The Department itself hosts two University Research Centres: The Durham Centre for Crop Improvement Technology (DCCIT) and The Durham Centre for Bioimaging Technology (DCBT). This approach to cross-disciplinary working greatly facilitates the development of new areas of research at the interface between disciplines, and both facilitates spin-out activities and attracts industrial partners.
Examples include the establishment of award-winning spin out companies such as ReInnervate Ltd, and strategic relationships with multinationals such as Procter & Gamble, from whom Durham won its 2012 Global Business Partner of the Year Award (this partnership was presented to the US Congress in February 2012 as the exemplar for industrial engagement with academia). Our work informs policy at national and international level, particularly in the environmental and conservation sciences. We were ranked 8th for Research Impact in REF2014.
For further details see durham.ac.uk/biosciences/research
Some major highlights exemplifying the breadth and quality of our research include the following:
The role of metals in biology. Prof. Robinson leads the BBSRC NIBB 'Metals in Biology'. See e.g. Foster, A.W.et al. (2017) Nature Chemical Biology 13: 409-414; Moore, S. et al. (2017). Nature 543: 78-82.
The cytoskeleton. See e.g. Wang, P. et al. (2016) Current Biology 26(15): 2060-2069; Wang, P et al. (2014). Current Biology 24(12): 1397-1405.
Antimicrobials. See e.g. Blower, T.R. et al. PNAS 113: 1706-1713; Aldred, K.J. et al. (2016) PNAS 113: E839-E846.
Plant molecular sciences. See e.g. Wang M. et al. (2017) Nature Genetics 49(4): 579-587; Orosa-Puente, B et al. (2018) Science 362,1407
Ecology and adaptation: See e.g. Dawson W. et al. (2017) Nature Ecology and Evolution 1: 0186; Stephens P. A. et al. (2016) Science 352(6281): 84-87.
Cell signalling. See e.g. Li Z. et al. (2016) Nature Communications 7: 11394; Resnik-Docampo et al. (2017) Nature Cell Biology 19: 52-59.
We are housed in modern buildings with state-of-the-art research infrastructure. These facilities are supported by dedicated experimental officer and technical staff, and provide outstanding bioimaging (SEM, TEM, confocal, spinning disc, TIRF, super-res), genomics (including Illumina 2500 NextGen sequencing), metabolomics, proteomics, protein crystallography and analytical biochemistry, laser-capture microdissection, plant and animal growth facilities and cell culture, plant pathology and transgenics, and environmental science. We also have access to High-Performance Computing for modelling work.

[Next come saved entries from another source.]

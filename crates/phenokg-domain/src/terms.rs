//! Fixed vocabulary terms used by the extractors
//!
//! Predicates and classes are written as prefixed names against the
//! declarations in [`crate::namespace`].

// W3C
/// `rdf:type`
pub const RDF_TYPE: &str = "rdf:type";
/// `rdfs:label`
pub const RDFS_LABEL: &str = "rdfs:label";
/// `rdfs:comment`
pub const RDFS_COMMENT: &str = "rdfs:comment";
/// `dct:identifier`
pub const DCT_IDENTIFIER: &str = "dct:identifier";
/// `dct:source`
pub const DCT_SOURCE: &str = "dct:source";
/// `time:TemporalEntity`
pub const TIME_TEMPORAL_ENTITY: &str = "time:TemporalEntity";

// PROV-O
/// `prov:Activity`
pub const PROV_ACTIVITY: &str = "prov:Activity";
/// `prov:Agent`
pub const PROV_AGENT: &str = "prov:Agent";
/// `prov:wasGeneratedBy`
pub const PROV_WAS_GENERATED_BY: &str = "prov:wasGeneratedBy";
/// `prov:wasDerivedFrom`
pub const PROV_WAS_DERIVED_FROM: &str = "prov:wasDerivedFrom";
/// `prov:wasAssociatedWith`
pub const PROV_WAS_ASSOCIATED_WITH: &str = "prov:wasAssociatedWith";

/// Classes of the cohort model
pub mod class {
    /// `:Cohort`
    pub const COHORT: &str = ":Cohort";
    /// `:Disease`
    pub const DISEASE: &str = ":Disease";
    /// `:ConceptSet`
    pub const CONCEPT_SET: &str = ":ConceptSet";
    /// `:Concept`
    pub const CONCEPT: &str = ":Concept";
    /// `:ConceptInclusionRule`
    pub const CONCEPT_INCLUSION_RULE: &str = ":ConceptInclusionRule";
    /// `:EntryCondition`
    pub const ENTRY_CONDITION: &str = ":EntryCondition";
    /// `:TimeConstraint`
    pub const TIME_CONSTRAINT: &str = ":TimeConstraint";
    /// `:EventLimit`
    pub const EVENT_LIMIT: &str = ":EventLimit";
    /// `:ExitCriteria`
    pub const EXIT_CRITERIA: &str = ":ExitCriteria";
}

/// Properties of the cohort model
pub mod prop {
    /// `:hasDisease`
    pub const HAS_DISEASE: &str = ":hasDisease";
    /// `:hasTemporalConstraint`
    pub const HAS_TEMPORAL_CONSTRAINT: &str = ":hasTemporalConstraint";
    /// `:hasEvaluationSummary`
    pub const HAS_EVALUATION_SUMMARY: &str = ":hasEvaluationSummary";
    /// `:hasCohortType`
    pub const HAS_COHORT_TYPE: &str = ":hasCohortType";
    /// `:hasConceptSetSize`
    pub const HAS_CONCEPT_SET_SIZE: &str = ":hasConceptSetSize";
    /// `:hasDatabaseCoverage`
    pub const HAS_DATABASE_COVERAGE: &str = ":hasDatabaseCoverage";
    /// `:hasValidationTimePeriodStart`
    pub const HAS_VALIDATION_PERIOD_START: &str = ":hasValidationTimePeriodStart";
    /// `:hasValidationTimePeriodEnd`
    pub const HAS_VALIDATION_PERIOD_END: &str = ":hasValidationTimePeriodEnd";
    /// `:hasPerformanceMetrics`
    pub const HAS_PERFORMANCE_METRICS: &str = ":hasPerformanceMetrics";
    /// `:validatedBy`
    pub const VALIDATED_BY: &str = ":validatedBy";
    /// `:hasAlgorithm`
    pub const HAS_ALGORITHM: &str = ":hasAlgorithm";
    /// `:definesCondition`
    pub const DEFINES_CONDITION: &str = ":definesCondition";
    /// `:hasTimeConstraint`
    pub const HAS_TIME_CONSTRAINT: &str = ":hasTimeConstraint";
    /// `:hasEventLimit`
    pub const HAS_EVENT_LIMIT: &str = ":hasEventLimit";
    /// `:hasExitCriteria`
    pub const HAS_EXIT_CRITERIA: &str = ":hasExitCriteria";
    /// `:hasEraWindow`
    pub const HAS_ERA_WINDOW: &str = ":hasEraWindow";
    /// `:hasEraWindowUnit`
    pub const HAS_ERA_WINDOW_UNIT: &str = ":hasEraWindowUnit";
    /// `:hasConceptSet`
    pub const HAS_CONCEPT_SET: &str = ":hasConceptSet";
    /// `:hasConceptCode`
    pub const HAS_CONCEPT_CODE: &str = ":hasConceptCode";
    /// `:hasDomain`
    pub const HAS_DOMAIN: &str = ":hasDomain";
    /// `:hasVocabulary`
    pub const HAS_VOCABULARY: &str = ":hasVocabulary";
    /// `:hasConceptClass`
    pub const HAS_CONCEPT_CLASS: &str = ":hasConceptClass";
    /// `:hasInclusionRule`
    pub const HAS_INCLUSION_RULE: &str = ":hasInclusionRule";
    /// `:appliesToConcept`
    pub const APPLIES_TO_CONCEPT: &str = ":appliesToConcept";
    /// `:isExcluded`
    pub const IS_EXCLUDED: &str = ":isExcluded";
    /// `:includeDescendants`
    pub const INCLUDE_DESCENDANTS: &str = ":includeDescendants";
    /// `:includeMapped`
    pub const INCLUDE_MAPPED: &str = ":includeMapped";
    /// `:hasResolvedConcept`
    pub const HAS_RESOLVED_CONCEPT: &str = ":hasResolvedConcept";
    /// `:validFrom`
    pub const VALID_FROM: &str = ":validFrom";
    /// `:validTo`
    pub const VALID_TO: &str = ":validTo";
}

For further details see durham.ac.uk/biosciences/research
We currently have 51 Academic and Teaching Track staff, 8 Research Fellows (who are mostly independent PI researchers), 23 Experimental Officers or core research technicians (supporting research and other departmental infrastructure), and 14 teaching, research and general administrative staff. In addition, we have a variable number of research assistants and technicians on non-fixed term, externally funded research projects.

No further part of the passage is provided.